This series features mid-course projects for our inaugural Data Science Bootcamp. Students were tasked with asking an interesting data question, finding a dataset to answer the data question, cleaning, wrangling, and exploring the data, then designing and building an interactive Shiny app.
Intrigued by Nashville’s significant economic growth in recent years and increased accessibility of data from the State of Tennessee, Paulo Martinez wanted to see if there was a correlation between the allocation of financial resources to school districts and educational outcomes, using ACT scores. Is the recent economic growth impacting the achievement gap in Tennessee? And is this increased revenue being distributed equally across school districts?
The Data Question
After reviewing his data, Paulo set out to answer these three questions:
- Is the data released by Tennessee’s State Government sufficient to determine how each Tennessee school district is funded?
- Considering results published by ACT, The Washington Post, and The Huffington Post: how well can the correlation between a school district’s financial variables and its ACT-composite scores be measured in Tennessee?
- How well can the correlation between a Tennessee student’s academic outcomes and their family income (both historically measured and projected) be measured?
He hypothesized, “considering Tennessee’s history of racial segregation and discrimination, especially in the education system and real-estate systems, I expect to find disparities in financial resources, and thus their corresponding repercussions on educational outcomes and social mobility to correlate to racial demographics (but also to white economically disadvantaged white populations). However, how much this correlation and its evolution can be measured
longitudinally remains an open question at this time.”

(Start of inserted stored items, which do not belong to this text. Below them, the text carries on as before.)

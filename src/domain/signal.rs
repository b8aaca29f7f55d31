//! Entry and exit rule stages.
//!
//! Both stages are pure functions of an indicator frame and the strategy
//! parameters. Rows inside the startup window never signal.

use crate::domain::frame::{populate_indicators, Column, IndicatorFrame};
use crate::domain::ohlcv::Candle;
use crate::domain::rule::{Operand, Rule};
use crate::domain::rule_eval::evaluate;
use crate::domain::strategy::{StrategyParams, StrategySettings};
use tracing::debug;

/// RSI crosses above `buy_rsi` while TEMA is rising at or below the mid band.
pub fn entry_rule(params: &StrategyParams) -> Rule {
    Rule::And(vec![
        Rule::CrossAbove {
            left: Operand::Column(Column::Rsi),
            right: Operand::Constant(params.buy_rsi as f64),
        },
        Rule::AtMost {
            left: Operand::Column(Column::Tema),
            right: Operand::Column(Column::BbMiddleband),
        },
        Rule::Above {
            left: Operand::Column(Column::Tema),
            right: Operand::Column(Column::Tema).previous(),
        },
        has_volume(),
    ])
}

/// RSI crosses above `sell_rsi` while TEMA is falling above the mid band.
pub fn exit_rule(params: &StrategyParams) -> Rule {
    Rule::And(vec![
        Rule::CrossAbove {
            left: Operand::Column(Column::Rsi),
            right: Operand::Constant(params.sell_rsi as f64),
        },
        Rule::Above {
            left: Operand::Column(Column::Tema),
            right: Operand::Column(Column::BbMiddleband),
        },
        Rule::Below {
            left: Operand::Column(Column::Tema),
            right: Operand::Column(Column::Tema).previous(),
        },
        has_volume(),
    ])
}

fn has_volume() -> Rule {
    Rule::Above {
        left: Operand::Volume,
        right: Operand::Constant(0.0),
    }
}

pub fn populate_entry_trend(
    frame: &IndicatorFrame,
    params: &StrategyParams,
    startup_candle_count: usize,
) -> Vec<bool> {
    mask_startup(evaluate(&entry_rule(params), frame), startup_candle_count)
}

pub fn populate_exit_trend(
    frame: &IndicatorFrame,
    params: &StrategyParams,
    startup_candle_count: usize,
) -> Vec<bool> {
    mask_startup(evaluate(&exit_rule(params), frame), startup_candle_count)
}

fn mask_startup(mut flags: Vec<bool>, startup_candle_count: usize) -> Vec<bool> {
    let end = startup_candle_count.min(flags.len());
    flags[..end].fill(false);
    flags
}

/// Indicator frame with its entry/exit flags.
#[derive(Debug, Clone, PartialEq)]
pub struct SignalFrame {
    pub frame: IndicatorFrame,
    pub enter_long: Vec<bool>,
    pub exit_long: Vec<bool>,
}

impl SignalFrame {
    pub fn entry_count(&self) -> usize {
        self.enter_long.iter().filter(|&&f| f).count()
    }

    pub fn exit_count(&self) -> usize {
        self.exit_long.iter().filter(|&&f| f).count()
    }
}

/// Run both rule stages over an already populated frame.
pub fn populate_signals(
    frame: IndicatorFrame,
    params: &StrategyParams,
    settings: &StrategySettings,
) -> SignalFrame {
    let enter_long = populate_entry_trend(&frame, params, settings.startup_candle_count);
    let exit_long = populate_exit_trend(&frame, params, settings.startup_candle_count);

    let signals = SignalFrame {
        frame,
        enter_long,
        exit_long,
    };
    debug!(
        pair = %signals.frame.pair,
        entries = signals.entry_count(),
        exits = signals.exit_count(),
        "evaluated signals"
    );
    signals
}

/// Full pipeline: indicator stage, then entry and exit stages.
pub fn analyze(
    pair: &str,
    candles: Vec<Candle>,
    params: &StrategyParams,
    settings: &StrategySettings,
) -> SignalFrame {
    populate_signals(populate_indicators(pair, candles), params, settings)
}

#[cfg(test)]
mod tests {
    use super::*;
    use chrono::NaiveDate;

    fn make_candles(volumes: &[f64]) -> Vec<Candle> {
        let start = NaiveDate::from_ymd_opt(2024, 1, 1)
            .unwrap()
            .and_hms_opt(0, 0, 0)
            .unwrap();
        volumes
            .iter()
            .enumerate()
            .map(|(i, &volume)| Candle {
                pair: "BTC/USDT".into(),
                timestamp: start + chrono::Duration::minutes(5 * i as i64),
                open: 100.0,
                high: 101.0,
                low: 99.0,
                close: 100.0,
                volume,
            })
            .collect()
    }

    /// Frame where row 2 satisfies every entry clause.
    fn entry_frame(volumes: &[f64]) -> IndicatorFrame {
        IndicatorFrame::from_columns(
            "BTC/USDT",
            make_candles(volumes),
            vec![
                (Column::Rsi, vec![28.0, 29.0, 31.0, 33.0]),
                (Column::Tema, vec![95.0, 96.0, 97.0, 98.0]),
                (Column::BbMiddleband, vec![100.0; 4]),
            ],
        )
    }

    /// Frame where row 2 satisfies every exit clause.
    fn exit_frame() -> IndicatorFrame {
        IndicatorFrame::from_columns(
            "BTC/USDT",
            make_candles(&[10.0; 4]),
            vec![
                (Column::Rsi, vec![68.0, 69.0, 71.0, 73.0]),
                (Column::Tema, vec![105.0, 104.0, 103.0, 102.0]),
                (Column::BbMiddleband, vec![100.0; 4]),
            ],
        )
    }

    #[test]
    fn entry_fires_on_rsi_cross_only() {
        let flags = populate_entry_trend(&entry_frame(&[10.0; 4]), &StrategyParams::default(), 0);
        assert_eq!(flags, vec![false, false, true, false]);
    }

    #[test]
    fn entry_blocked_by_zero_volume() {
        let flags = populate_entry_trend(
            &entry_frame(&[10.0, 10.0, 0.0, 10.0]),
            &StrategyParams::default(),
            0,
        );
        assert!(flags.iter().all(|f| !f));
    }

    #[test]
    fn entry_blocked_inside_startup_window() {
        let flags = populate_entry_trend(&entry_frame(&[10.0; 4]), &StrategyParams::default(), 3);
        assert!(flags.iter().all(|f| !f));
    }

    #[test]
    fn entry_requires_tema_at_or_below_mid() {
        let frame = IndicatorFrame::from_columns(
            "BTC/USDT",
            make_candles(&[10.0; 4]),
            vec![
                (Column::Rsi, vec![28.0, 29.0, 31.0, 33.0]),
                (Column::Tema, vec![95.0, 99.0, 100.5, 101.0]),
                (Column::BbMiddleband, vec![100.0; 4]),
            ],
        );
        let flags = populate_entry_trend(&frame, &StrategyParams::default(), 0);
        assert!(flags.iter().all(|f| !f));
    }

    #[test]
    fn entry_flat_tema_at_mid_band_never_fires() {
        let frame = IndicatorFrame::from_columns(
            "BTC/USDT",
            make_candles(&[10.0; 4]),
            vec![
                (Column::Rsi, vec![28.0, 29.0, 31.0, 33.0]),
                (Column::Tema, vec![100.0; 4]),
                (Column::BbMiddleband, vec![100.0; 4]),
            ],
        );
        let flags = populate_entry_trend(&frame, &StrategyParams::default(), 0);
        assert!(flags.iter().all(|f| !f));
    }

    #[test]
    fn entry_threshold_follows_params() {
        let params = StrategyParams::new(35, 70).unwrap();
        let flags = populate_entry_trend(&entry_frame(&[10.0; 4]), &params, 0);
        assert!(flags.iter().all(|f| !f));
    }

    #[test]
    fn exit_fires_on_rsi_cross_only() {
        let flags = populate_exit_trend(&exit_frame(), &StrategyParams::default(), 0);
        assert_eq!(flags, vec![false, false, true, false]);
    }

    #[test]
    fn exit_needs_falling_tema() {
        let frame = IndicatorFrame::from_columns(
            "BTC/USDT",
            make_candles(&[10.0; 4]),
            vec![
                (Column::Rsi, vec![68.0, 69.0, 71.0, 73.0]),
                (Column::Tema, vec![102.0, 103.0, 104.0, 105.0]),
                (Column::BbMiddleband, vec![100.0; 4]),
            ],
        );
        let flags = populate_exit_trend(&frame, &StrategyParams::default(), 0);
        assert!(flags.iter().all(|f| !f));
    }

    #[test]
    fn nan_inputs_never_signal() {
        let frame = IndicatorFrame::from_columns(
            "BTC/USDT",
            make_candles(&[10.0; 4]),
            vec![
                (Column::Rsi, vec![28.0, 29.0, 31.0, 33.0]),
                (Column::Tema, vec![95.0, 96.0, 97.0, 98.0]),
                (Column::BbMiddleband, vec![f64::NAN; 4]),
            ],
        );
        let flags = populate_entry_trend(&frame, &StrategyParams::default(), 0);
        assert!(flags.iter().all(|f| !f));
    }

    #[test]
    fn startup_mask_longer_than_frame() {
        assert_eq!(mask_startup(vec![true, true], 30), vec![false, false]);
    }

    #[test]
    fn populate_signals_counts() {
        let settings = StrategySettings {
            startup_candle_count: 0,
            ..StrategySettings::default()
        };
        let signals = populate_signals(
            entry_frame(&[10.0; 4]),
            &StrategyParams::default(),
            &settings,
        );
        assert_eq!(signals.entry_count(), 1);
        assert_eq!(signals.exit_count(), 0);
        assert_eq!(signals.enter_long.len(), 4);
        assert_eq!(signals.exit_long.len(), 4);
    }

    #[test]
    fn analyze_short_table_has_no_signals() {
        let signals = analyze(
            "BTC/USDT",
            make_candles(&[10.0; 20]),
            &StrategyParams::default(),
            &StrategySettings::default(),
        );
        assert_eq!(signals.enter_long, vec![false; 20]);
        assert_eq!(signals.exit_long, vec![false; 20]);
    }

    #[test]
    fn rule_display() {
        let rule = entry_rule(&StrategyParams::default());
        assert_eq!(
            rule.to_string(),
            "CROSS_ABOVE(rsi, 30) AND tema <= bb_middleband AND tema > tema[-1] AND volume > 0"
        );
    }
}
//! Configuration access port trait.

pub trait ConfigPort {
    fn get_string(&self, section: &str, key: &str) -> Option<String>;
    /// Keys of a section in sorted order; empty when the section is absent.
    fn get_keys(&self, section: &str) -> Vec<String>;
}
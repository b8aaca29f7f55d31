//! MACD (Moving Average Convergence Divergence) indicator.
//!
//! MACD Line = EMA(fast) - EMA(slow)
//! Signal Line = EMA(signal) of MACD Line
//! Histogram = MACD Line - Signal Line
//!
//! Default parameters: fast=12, slow=26, signal=9
//! Warmup: slow - 1 + signal - 1 candles (33 for defaults)

use crate::domain::indicator::{IndicatorPoint, IndicatorSeries, IndicatorType, IndicatorValue};
use crate::domain::indicator_helpers::ema_raw;
use crate::domain::ohlcv::{closes, Candle};

pub const DEFAULT_FAST: usize = 12;
pub const DEFAULT_SLOW: usize = 26;
pub const DEFAULT_SIGNAL: usize = 9;

pub fn calculate_macd(
    candles: &[Candle],
    fast: usize,
    slow: usize,
    signal_period: usize,
) -> IndicatorSeries {
    let prices = closes(candles);
    let ema_fast = ema_raw(&prices, fast);
    let ema_slow = ema_raw(&prices, slow);

    let macd_line: Vec<f64> = ema_fast
        .iter()
        .zip(&ema_slow)
        .map(|(f, s)| f - s)
        .collect();
    let signal_line = ema_raw(&macd_line, signal_period);

    let values = candles
        .iter()
        .enumerate()
        .map(|(i, candle)| {
            let line = macd_line[i];
            let signal = signal_line[i];
            let valid = line.is_finite() && signal.is_finite();
            let (line, signal) = if valid { (line, signal) } else { (0.0, 0.0) };
            IndicatorPoint {
                timestamp: candle.timestamp,
                valid,
                value: IndicatorValue::Macd {
                    line,
                    signal,
                    histogram: line - signal,
                },
            }
        })
        .collect();

    IndicatorSeries {
        indicator_type: IndicatorType::Macd {
            fast,
            slow,
            signal: signal_period,
        },
        values,
    }
}

pub fn calculate_macd_default(candles: &[Candle]) -> IndicatorSeries {
    calculate_macd(candles, DEFAULT_FAST, DEFAULT_SLOW, DEFAULT_SIGNAL)
}
//! Trading pair lists.
//!
//! Parses pair lists from configuration and checks that each pair has data
//! for the configured timeframe.

use crate::domain::error::StrategyError;
use crate::domain::timeframe::Timeframe;
use crate::ports::data_port::DataPort;
use std::collections::HashSet;
use std::fmt;
use tracing::{info, warn};

/// A `BASE/QUOTE` market symbol.
#[derive(Debug, Clone, PartialEq, Eq, Hash)]
pub struct Pair {
    pub base: String,
    pub quote: String,
}

impl Pair {
    pub fn parse(input: &str) -> Result<Self, PairlistError> {
        let trimmed = input.trim();
        match trimmed.split_once('/') {
            Some((base, quote))
                if !base.trim().is_empty() && !quote.trim().is_empty() && !quote.contains('/') =>
            {
                Ok(Pair {
                    base: base.trim().to_uppercase(),
                    quote: quote.trim().to_uppercase(),
                })
            }
            _ => Err(PairlistError::Malformed(trimmed.to_string())),
        }
    }

    /// File name stem used by on-disk data: `BASE_QUOTE`.
    pub fn file_stem(&self) -> String {
        format!("{}_{}", self.base, self.quote)
    }
}

impl fmt::Display for Pair {
    fn fmt(&self, f: &mut fmt::Formatter<'_>) -> fmt::Result {
        write!(f, "{}/{}", self.base, self.quote)
    }
}

#[derive(Debug, Clone, PartialEq, thiserror::Error)]
pub enum PairlistError {
    #[error("empty token in pair list")]
    EmptyToken,

    #[error("malformed pair '{0}', expected BASE/QUOTE")]
    Malformed(String),

    #[error("duplicate pair: {0}")]
    DuplicatePair(String),
}

pub fn parse_pairs(input: &str) -> Result<Vec<Pair>, PairlistError> {
    let mut pairs = Vec::new();
    let mut seen = HashSet::new();

    for token in input.split(',') {
        if token.trim().is_empty() {
            return Err(PairlistError::EmptyToken);
        }
        let pair = Pair::parse(token)?;
        if !seen.insert(pair.clone()) {
            return Err(PairlistError::DuplicatePair(pair.to_string()));
        }
        pairs.push(pair);
    }

    Ok(pairs)
}

#[derive(Debug, Clone, PartialEq)]
pub struct PairlistValidation {
    /// Pairs with data, including short ones.
    pub pairs: Vec<Pair>,
    /// Pairs dropped for lack of data.
    pub skipped: Vec<Pair>,
    /// Pairs kept despite having fewer candles than the startup window.
    pub short: Vec<(Pair, usize)>,
}

/// Drop pairs without data and flag pairs shorter than the startup window.
/// Short pairs are kept; their signals stay suppressed. Data port errors
/// (unreadable or corrupt tables) are returned, not skipped.
pub fn validate_pairlist(
    data_port: &dyn DataPort,
    pairs: Vec<Pair>,
    timeframe: Timeframe,
    startup_candle_count: usize,
) -> Result<PairlistValidation, StrategyError> {
    let mut valid = Vec::new();
    let mut skipped = Vec::new();
    let mut short = Vec::new();

    for pair in pairs {
        let bars = match data_port.get_data_range(&pair.to_string(), timeframe)? {
            Some((_, _, bars)) if bars > 0 => bars,
            _ => {
                warn!(%pair, %timeframe, "skipping pair: no data found");
                skipped.push(pair);
                continue;
            }
        };

        if bars < startup_candle_count {
            let err = StrategyError::InsufficientData {
                pair: pair.to_string(),
                bars,
                minimum: startup_candle_count,
            };
            warn!("{}; signals will be suppressed", err);
            short.push((pair.clone(), bars));
        }

        info!(%pair, bars, "pair ok");
        valid.push(pair);
    }

    if valid.is_empty() {
        return Err(StrategyError::NoData {
            pair: "all pairs".to_string(),
        });
    }

    if !skipped.is_empty() {
        info!(
            "using {} of {} pairs",
            valid.len(),
            valid.len() + skipped.len()
        );
    }

    Ok(PairlistValidation {
        pairs: valid,
        skipped,
        short,
    })
}
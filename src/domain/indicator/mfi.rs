//! MFI (Money Flow Index).
//!
//! Raw money flow = typical price × volume, classed positive or negative by
//! the direction of the typical price versus the previous candle (unchanged
//! prices count as neither). MFI = 100 × positive / (positive + negative)
//! over the last n changes; 0 when there was no money flow at all.
//!
//! Warmup: first n candles are invalid.

use crate::domain::indicator::{IndicatorSeries, IndicatorType};
use crate::domain::ohlcv::Candle;

pub fn calculate_mfi(candles: &[Candle], period: usize) -> IndicatorSeries {
    let n = candles.len();
    let mut raw = vec![f64::NAN; n];

    if period > 0 && n > period {
        let mut positive = vec![0.0; n];
        let mut negative = vec![0.0; n];
        for i in 1..n {
            let tp = candles[i].typical_price();
            let prev_tp = candles[i - 1].typical_price();
            let flow = tp * candles[i].volume;
            if tp > prev_tp {
                positive[i] = flow;
            } else if tp < prev_tp {
                negative[i] = flow;
            }
        }

        for i in period..n {
            let window = (i + 1 - period)..=i;
            let pos: f64 = positive[window.clone()].iter().sum();
            let neg: f64 = negative[window].iter().sum();
            let total = pos + neg;
            raw[i] = if total == 0.0 { 0.0 } else { 100.0 * pos / total };
        }
    }

    IndicatorSeries::from_raw(IndicatorType::Mfi(period), candles, &raw)
}
//! Concrete adapter implementations for ports.

pub mod csv_adapter;
pub mod file_config_adapter;
pub mod orderbook_snapshot_adapter;
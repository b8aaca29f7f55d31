//! Hilbert Transform SineWave (dominant cycle phase).
//!
//! Price is smoothed with a 4-bar WMA (4,3,2,1)/10. The smoothed series is
//! passed through the quadrature FIR
//!     H(x)[t] = (a*x[t] + b*x[t-2] - b*x[t-4] - a*x[t-6]) * (0.075*P + 0.54)
//! to get in-phase/quadrature components, whose homodyne product yields the
//! dominant cycle period P (clamped to [6, 50], rate limited to ±50%/-33%).
//! The phase is the arctangent of a DFT of the smoothed price over the
//! smoothed period. Outputs: sine = sin(phase), lead_sine = sin(phase + 45°).
//!
//! The first 37 candles only prime the WMA; outputs are valid from candle 63.

use crate::domain::indicator::{IndicatorPoint, IndicatorSeries, IndicatorType, IndicatorValue};
use crate::domain::ohlcv::{closes, Candle};

pub const LOOKBACK: usize = 63;
const HILBERT_START: usize = 37;
const A: f64 = 0.0962;
const B: f64 = 0.5769;

pub fn calculate_ht_sine(candles: &[Candle]) -> IndicatorSeries {
    let (sine, lead_sine) = ht_sine_raw(&closes(candles));

    let values = candles
        .iter()
        .enumerate()
        .map(|(i, candle)| {
            let valid = sine[i].is_finite() && lead_sine[i].is_finite();
            IndicatorPoint {
                timestamp: candle.timestamp,
                valid,
                value: IndicatorValue::Sine {
                    sine: if valid { sine[i] } else { 0.0 },
                    lead_sine: if valid { lead_sine[i] } else { 0.0 },
                },
            }
        })
        .collect();

    IndicatorSeries {
        indicator_type: IndicatorType::HtSine,
        values,
    }
}

/// Per-candle state of the quadrature filters; indices before the filter
/// start read as zero.
struct Quadrature {
    start: usize,
    smooth: Vec<f64>,
    detrender: Vec<f64>,
    q1: Vec<f64>,
    i1: Vec<f64>,
}

impl Quadrature {
    fn new(n: usize, start: usize) -> Self {
        Self {
            start,
            smooth: vec![0.0; n],
            detrender: vec![0.0; n],
            q1: vec![0.0; n],
            i1: vec![0.0; n],
        }
    }

    fn at(&self, series: &[f64], t: usize, lag: usize) -> f64 {
        if t < self.start + lag {
            0.0
        } else {
            series[t - lag]
        }
    }

    fn hilbert(&self, series: &[f64], t: usize, adjust: f64) -> f64 {
        (A * self.at(series, t, 0) + B * self.at(series, t, 2)
            - B * self.at(series, t, 4)
            - A * self.at(series, t, 6))
            * adjust
    }
}

fn ht_sine_raw(prices: &[f64]) -> (Vec<f64>, Vec<f64>) {
    let n = prices.len();
    let mut sine = vec![f64::NAN; n];
    let mut lead_sine = vec![f64::NAN; n];
    if n <= LOOKBACK {
        return (sine, lead_sine);
    }

    let rad2deg = 180.0 / std::f64::consts::PI;
    let deg2rad = 1.0 / rad2deg;

    let mut q = Quadrature::new(n, HILBERT_START);
    let mut period = 0.0_f64;
    let mut smooth_period = 0.0_f64;
    let mut dc_phase = 0.0_f64;
    let (mut prev_i2, mut prev_q2) = (0.0_f64, 0.0_f64);
    let (mut re, mut im) = (0.0_f64, 0.0_f64);

    for t in HILBERT_START..n {
        let adjust = 0.075 * period + 0.54;

        q.smooth[t] =
            (4.0 * prices[t] + 3.0 * prices[t - 1] + 2.0 * prices[t - 2] + prices[t - 3]) / 10.0;
        q.detrender[t] = q.hilbert(&q.smooth, t, adjust);
        q.q1[t] = q.hilbert(&q.detrender, t, adjust);
        q.i1[t] = q.at(&q.detrender, t, 3);
        let j_i = q.hilbert(&q.i1, t, adjust);
        let j_q = q.hilbert(&q.q1, t, adjust);

        let q2 = 0.2 * (q.q1[t] + j_i) + 0.8 * prev_q2;
        let i2 = 0.2 * (q.i1[t] - j_q) + 0.8 * prev_i2;

        re = 0.2 * (i2 * prev_i2 + q2 * prev_q2) + 0.8 * re;
        im = 0.2 * (i2 * prev_q2 - q2 * prev_i2) + 0.8 * im;
        prev_q2 = q2;
        prev_i2 = i2;

        let prior = period;
        if im != 0.0 && re != 0.0 {
            period = 360.0 / ((im / re).atan() * rad2deg);
        }
        period = period.min(1.5 * prior).max(0.67 * prior).clamp(6.0, 50.0);
        period = 0.2 * period + 0.8 * prior;
        smooth_period = 0.33 * period + 0.67 * smooth_period;

        let dc_period = (smooth_period + 0.5) as usize;
        let mut real_part = 0.0;
        let mut imag_part = 0.0;
        for i in 0..dc_period.min(t + 1 - HILBERT_START) {
            let angle = i as f64 * 2.0 * std::f64::consts::PI / dc_period as f64;
            let price = q.smooth[t - i];
            real_part += angle.sin() * price;
            imag_part += angle.cos() * price;
        }

        if imag_part.abs() > 0.0 {
            dc_phase = (real_part / imag_part).atan() * rad2deg;
        } else if real_part < 0.0 {
            dc_phase -= 90.0;
        } else if real_part > 0.0 {
            dc_phase += 90.0;
        }
        dc_phase += 90.0;
        dc_phase += 360.0 / smooth_period;
        if imag_part < 0.0 {
            dc_phase += 180.0;
        }
        if dc_phase > 315.0 {
            dc_phase -= 360.0;
        }

        if t >= LOOKBACK {
            sine[t] = (dc_phase * deg2rad).sin();
            lead_sine[t] = ((dc_phase + 45.0) * deg2rad).sin();
        }
    }

    (sine, lead_sine)
}
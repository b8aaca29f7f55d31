//! Order book snapshot used for the live-only best bid/ask columns.

/// Price levels as (price, amount), best level first.
#[derive(Debug, Clone, Default, PartialEq)]
pub struct OrderBook {
    pub bids: Vec<(f64, f64)>,
    pub asks: Vec<(f64, f64)>,
}

impl OrderBook {
    pub fn best_bid(&self) -> Option<f64> {
        self.bids.first().map(|&(price, _)| price)
    }

    pub fn best_ask(&self) -> Option<f64> {
        self.asks.first().map(|&(price, _)| price)
    }

    /// Keep only the top `depth` levels per side.
    pub fn truncated(mut self, depth: usize) -> Self {
        self.bids.truncate(depth);
        self.asks.truncate(depth);
        self
    }
}
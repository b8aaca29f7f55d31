//! Edge-triggered crossing detection.
//!
//! Each function is a pairwise scan over (previous, current) rows. Index 0 is
//! always `false` and any NaN in the compared pair yields `false`.

/// `a[i] > b[i] && a[i-1] <= b[i-1]`
pub fn crossed_above_series(a: &[f64], b: &[f64]) -> Vec<bool> {
    scan(a, b, |prev_a, prev_b, cur_a, cur_b| {
        cur_a > cur_b && prev_a <= prev_b
    })
}

/// `a[i] < b[i] && a[i-1] >= b[i-1]`
pub fn crossed_below_series(a: &[f64], b: &[f64]) -> Vec<bool> {
    scan(a, b, |prev_a, prev_b, cur_a, cur_b| {
        cur_a < cur_b && prev_a >= prev_b
    })
}

pub fn crossed_above(series: &[f64], threshold: f64) -> Vec<bool> {
    crossed_above_series(series, &vec![threshold; series.len()])
}

pub fn crossed_below(series: &[f64], threshold: f64) -> Vec<bool> {
    crossed_below_series(series, &vec![threshold; series.len()])
}

fn scan(a: &[f64], b: &[f64], crossed: impl Fn(f64, f64, f64, f64) -> bool) -> Vec<bool> {
    let n = a.len().min(b.len());
    let mut out = vec![false; a.len()];
    for i in 1..n {
        let window = [a[i - 1], b[i - 1], a[i], b[i]];
        if window.iter().any(|v| v.is_nan()) {
            continue;
        }
        out[i] = crossed(a[i - 1], b[i - 1], a[i], b[i]);
    }
    out
}
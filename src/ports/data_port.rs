//! Candle data access port.

use crate::domain::error::StrategyError;
use crate::domain::ohlcv::Candle;
use crate::domain::timeframe::Timeframe;
use chrono::NaiveDateTime;

pub trait DataPort {
    /// Candles for one pair, oldest first.
    fn fetch_candles(&self, pair: &str, timeframe: Timeframe)
    -> Result<Vec<Candle>, StrategyError>;

    fn list_pairs(&self, timeframe: Timeframe) -> Result<Vec<String>, StrategyError>;

    /// First timestamp, last timestamp and candle count, if any data exists.
    fn get_data_range(
        &self,
        pair: &str,
        timeframe: Timeframe,
    ) -> Result<Option<(NaiveDateTime, NaiveDateTime, usize)>, StrategyError>;
}
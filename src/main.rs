use clap::Parser;
use rsimomentum::cli::{run, Cli};
use tracing_subscriber::EnvFilter;

fn main() -> std::process::ExitCode {
    tracing_subscriber::fmt()
        .with_env_filter(
            EnvFilter::try_from_default_env().unwrap_or_else(|_| EnvFilter::new("info")),
        )
        .with_writer(std::io::stderr)
        .init();

    run(Cli::parse())
}
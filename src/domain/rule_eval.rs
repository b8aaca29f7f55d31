//! Rule evaluation over a whole indicator frame.
//!
//! # Evaluation Semantics
//!
//! - Every rule yields one flag per row.
//! - Comparisons involving NaN are `false`.
//! - `CROSS_ABOVE`/`CROSS_BELOW` are `false` at row 0 (see `crossing`).
//! - `Previous(x)` reads row i-1 and is NaN at row 0.
//! - `AND` is the row-wise conjunction of its children.

use crate::domain::crossing::{crossed_above_series, crossed_below_series};
use crate::domain::frame::IndicatorFrame;
use crate::domain::rule::{Operand, Rule};

pub fn evaluate(rule: &Rule, frame: &IndicatorFrame) -> Vec<bool> {
    match rule {
        Rule::CrossAbove { left, right } => crossed_above_series(
            &resolve_operand(left, frame),
            &resolve_operand(right, frame),
        ),
        Rule::CrossBelow { left, right } => crossed_below_series(
            &resolve_operand(left, frame),
            &resolve_operand(right, frame),
        ),
        Rule::Above { left, right } => compare(left, right, frame, |l, r| l > r),
        Rule::Below { left, right } => compare(left, right, frame, |l, r| l < r),
        Rule::AtMost { left, right } => compare(left, right, frame, |l, r| l <= r),
        Rule::And(rules) => {
            let mut out = vec![true; frame.len()];
            for r in rules {
                for (acc, flag) in out.iter_mut().zip(evaluate(r, frame)) {
                    *acc = *acc && flag;
                }
            }
            out
        }
    }
}

/// Operand values for every row of the frame.
pub fn resolve_operand(operand: &Operand, frame: &IndicatorFrame) -> Vec<f64> {
    let candles = &frame.candles;
    match operand {
        Operand::Open => candles.iter().map(|c| c.open).collect(),
        Operand::High => candles.iter().map(|c| c.high).collect(),
        Operand::Low => candles.iter().map(|c| c.low).collect(),
        Operand::Close => candles.iter().map(|c| c.close).collect(),
        Operand::Volume => candles.iter().map(|c| c.volume).collect(),
        Operand::Constant(v) => vec![*v; frame.len()],
        Operand::Column(column) => match frame.column(*column) {
            Some(values) => values.to_vec(),
            None => vec![f64::NAN; frame.len()],
        },
        Operand::Previous(inner) => {
            let current = resolve_operand(inner, frame);
            let mut shifted = vec![f64::NAN; current.len()];
            if current.len() > 1 {
                shifted[1..].copy_from_slice(&current[..current.len() - 1]);
            }
            shifted
        }
    }
}

// NaN on either side compares false.
fn compare(
    left: &Operand,
    right: &Operand,
    frame: &IndicatorFrame,
    op: impl Fn(f64, f64) -> bool,
) -> Vec<bool> {
    resolve_operand(left, frame)
        .into_iter()
        .zip(resolve_operand(right, frame))
        .map(|(l, r)| op(l, r))
        .collect()
}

Before he could begin to answer any of his questions, Paulo had to learn how to work with shapefiles from the U.S. Census Bureau and the National Center for Education Statistics. He utilized RGDAL, an R package for reading, cleaning, and manipulating shapefiles. After accessing the attribute-tables (data-frames) from the shapefiles, he had to find a variable that would allow him to merge them with the educational data from tn.gov/education/data. He found RGDAL helpful in joining the data frames to the shapefiles. Paulo used the R package Tidyverse to clean and manipulate the data frames. He shared, “it’s great because it uses pipe operators for a more organic human-readable code.”
When deciding how to visualize the data for his app, The Achievement Gap in TN, Paulo approached it with the following goals in mind: “make it easy for Tennessee public education stakeholders to ‘see the big picture,’ see how this huge complex system fits together, and find the impact it is having on Tennessee students and families.” To convey these messages, he used an interactive scatter plot so users can filter, group, and measure the correlation of education variables. He utilized leaflet, an R package that uses the JavaScript Leaflet library for making highly interactive maps that allows panning and zooming. He shared, “my favorite features were the ability to code ‘hover and click’ tool-tips-events as well as giving the user the option to select which polygon layers to click on or off.”
The Results
School districts with higher rates of economic disadvantage tend to do worse on the ACT. -Paulo MartinezThrough his analysis, Paulo found a strong correlation between the financial resources for school districts (broken down to dollar per student) and student’s ACT scores, revealing an apparent ACT-achievement gap in Tennessee.